Hain Celestial aims to sell organic meat business

Organic food giant just misses earnings expectations

The Hain Celestial Group, Inc. on Wednesday posted second-quarter adjusted net income of $42.7 million, or $0.41, missing analysts estimates by a penny, while revenue came in at $775.2 million, in line with analysts expectations.

The Lake Success, N.Y.-based organic food manufacturer and marketer (NASDAQ: HAIN) officially said it was exploring the sale of its Hain Pure Protein (HPP) business, which comes after Hain founder and CEO Irwin Simon told the New York Post last month that the company was exploring selling some of its "more lower-margin businesses," including HPP.

Hain also owns the Earth’s Best organic baby food, Celestial Seasonings tea, Walnut Acres Organic, Rudi’s Organic Bakery, and BluePrint cold-pressed juice brands, among others.

Shares of Hain Celestial fell 8.3 percent at the opening bell Wednesday to $33.34. The company’s stock has a 52-week trading range of $31.01-$45.61, with a market cap of $3.5 billion. The stock is down 20 percent in 2018.

Hain posted adjusted gross margin for the quarter ended Dec. 31 was 20.2 percent and adjusted operating income was $62.1 million. Second quarter EBITDA increased 2 percent to $61 million; adjusted EBITDA increased 19 percent to $82.7 million.

U.S. sales fell 3 percent to $270.3 million while Hain Celestial U.K. sales rose 12 percent to $238.2 million, and Hain Pure Protein sales increased 4 percent to $159 million.

U.S. results

Hain said first quarter sales in the U.S. market fell 3 percent to $270.3 million over the prior year period, mainly dur to inventory realignment at certain customers.

The results reflect growth from its Celestial Seasonings, Terra, Garden of Eatin, Alba Botanica, Avalon Organics, Live Clean and Earth’s Best brands offset by declines from its Sensible Portions, Spectrum and The Greek Gods brands, despite growth from MaraNatha and Arrowhead Mills brands.

Hain said the declines were driven "by the strategic decision to no longer support certain lower margin stock keeping units (SKUs) in order to reduce complexity and increase gross margins as the Company continues its focus on its top 500 SKUs in the United States."

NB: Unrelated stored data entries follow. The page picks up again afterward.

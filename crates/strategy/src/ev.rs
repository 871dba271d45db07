//! Payout and expected-value scoring for poll entries.

use common::{EvResult, PollEntry};

/// Payout for an entry: a fixed per-rank bonus plus the dollar return on
/// a notional $100 stake at the poll-quoted price.
pub fn payout(rank: u32, american_odds: i32) -> f64 {
    let rank_bonus = 20.0 * rank as f64;
    let odds_payout = if american_odds < 0 {
        (100.0 / american_odds.abs() as f64) * 100.0
    } else {
        american_odds as f64
    };
    rank_bonus + odds_payout
}

/// Score one poll entry against its resolved probability (manual or
/// computed). An absent probability flags the row missing with EV 0 —
/// downstream ranking excludes it rather than treating it as a real
/// zero-EV outcome.
pub fn score_entry(entry: &PollEntry, team_id: i64, fair_prob: Option<f64>) -> EvResult {
    let pay = payout(entry.rank, entry.american_odds);
    let (expected_value, is_missing) = match fair_prob {
        Some(p) => (pay * p, false),
        None => (0.0, true),
    };
    EvResult {
        team: entry.label.clone(),
        team_id,
        rank: entry.rank,
        real_odds: entry.american_odds,
        payout: pay,
        fair_prob,
        expected_value,
        is_missing,
    }
}

#[cfg(test)]
mod tests {
    use super::*;

    fn entry(rank: u32, odds: i32) -> PollEntry {
        PollEntry {
            label: "BOS".into(),
            american_odds: odds,
            votes: 10,
            rank,
            team_id: Some(1),
        }
    }

    #[test]
    fn test_payout_positive_odds() {
        assert!((payout(1, 150) - 170.0).abs() < 1e-12);
    }

    #[test]
    fn test_payout_negative_odds() {
        let expected = 40.0 + (100.0 / 120.0) * 100.0;
        assert!((payout(2, -120) - expected).abs() < 1e-9);
        assert!((expected - 123.333_333).abs() < 1e-3);
    }

    #[test]
    fn test_expected_value_exact() {
        let e = entry(1, 150);
        let scored = score_entry(&e, 1, Some(0.42));
        assert_eq!(scored.expected_value, payout(1, 150) * 0.42);
        assert!(!scored.is_missing);
    }

    #[test]
    fn test_missing_probability() {
        let e = entry(3, -140);
        let scored = score_entry(&e, 1, None);
        assert!(scored.is_missing);
        assert_eq!(scored.expected_value, 0.0);
        assert_eq!(scored.fair_prob, None);
        // Payout is still reported for the manual-entry fallback view.
        assert!(scored.payout > 0.0);
    }
}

U.S. segment operating income was $21.9 million, a 45 percent decrease, and adjusted operating income was $31 million, a 24 percent decrease, "driven primarily by higher marketing investments, increased freight and commodity costs and unfavorable mix."

Hain Pure Protein results

Net sales for Hain Pure Protein (HPP) increased 4 percent to $159 million, reflecting a 15 percent increase from its Plainville Farms business, a 17 percent boost from its FreeBird brand, and a 7 percent increase from its Empire Kosher brand, but offset by a decrease in private label sales.

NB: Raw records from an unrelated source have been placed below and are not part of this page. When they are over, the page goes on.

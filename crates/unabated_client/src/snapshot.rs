//! Odds snapshot artifact.
//!
//! The presentation layer reads a JSON file mapping league key → event
//! id → event record, where each record carries the two sides keyed by
//! their team ids. Written whole on every successful cycle.

use std::collections::BTreeMap;
use std::fs;
use std::path::Path;

use chrono::{DateTime, SecondsFormat, Utc};
use common::{Event, MarketDirectory, Result};
use serde_json::{json, Map, Value};

fn side_value(
    books: &BTreeMap<i64, common::BookPrice>,
    markets: &MarketDirectory,
) -> Value {
    let mut side = Map::new();
    for (book_id, price) in books {
        let market_name = markets
            .get(book_id)
            .cloned()
            .unwrap_or_else(|| format!("Book {}", book_id));
        side.insert(
            book_id.to_string(),
            json!({
                "odds": price.american_odds,
                "timestamp": price
                    .last_modified
                    .map(|t| t.to_rfc3339_opts(SecondsFormat::Secs, true)),
                "market_name": market_name,
                "line": price.line,
            }),
        );
    }
    Value::Object(side)
}

/// Build the snapshot for one league's events.
pub fn snapshot_value(
    league: &str,
    events: &BTreeMap<i64, Event>,
    markets: &MarketDirectory,
    generated_at: DateTime<Utc>,
) -> Value {
    let mut league_map = Map::new();
    for (event_id, event) in events {
        let mut record = Map::new();
        record.insert(
            "start_time".into(),
            json!(event
                .start_time_utc
                .to_rfc3339_opts(SecondsFormat::Secs, true)),
        );
        record.insert("name".into(), json!(event.name));
        record.insert(
            "timestamp".into(),
            json!(generated_at.to_rfc3339_opts(SecondsFormat::Secs, true)),
        );
        for side in &event.sides {
            record.insert(
                side.team_id.to_string(),
                side_value(&side.books, markets),
            );
        }
        league_map.insert(event_id.to_string(), Value::Object(record));
    }

    json!({ league: league_map })
}

/// Write the snapshot to disk, pretty-printed.
pub fn write_snapshot(path: &Path, snapshot: &Value) -> Result<()> {
    let body = serde_json::to_string_pretty(snapshot)?;
    fs::write(path, body)?;
    Ok(())
}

The HPP segment’s operating income increased to $5.3 million or 50 percent from the same period in FY2017, and adjusted operating income increased 256 percent to $12.6 million due to improvements in operating expenses across the business.

FY2018 outlook

The company said it still expects FY2018 sales of almost $2.967 billion to $3.036 billion, an increase of about 4-6 percent.

But it narrowed its forecast for adjusted EBITDA of $340 million to $355 million, a 24-29 percent increase, and adjusted EPS of $1.64 to $1.75, a 34-43 percent increase, which includes an 8-to-9 cents tax overhaul benefit.

Meanwhile, Hain said it closed on an expanded, unsecured $1.3 billion senior credit facility led by Bank of America Merrill Lynch and Wells Fargo Bank. The amended and restated credit agreement and related commitments include a $1 billion revolving credit facility and $300 million term loan, both of which are scheduled to mature in February 2023.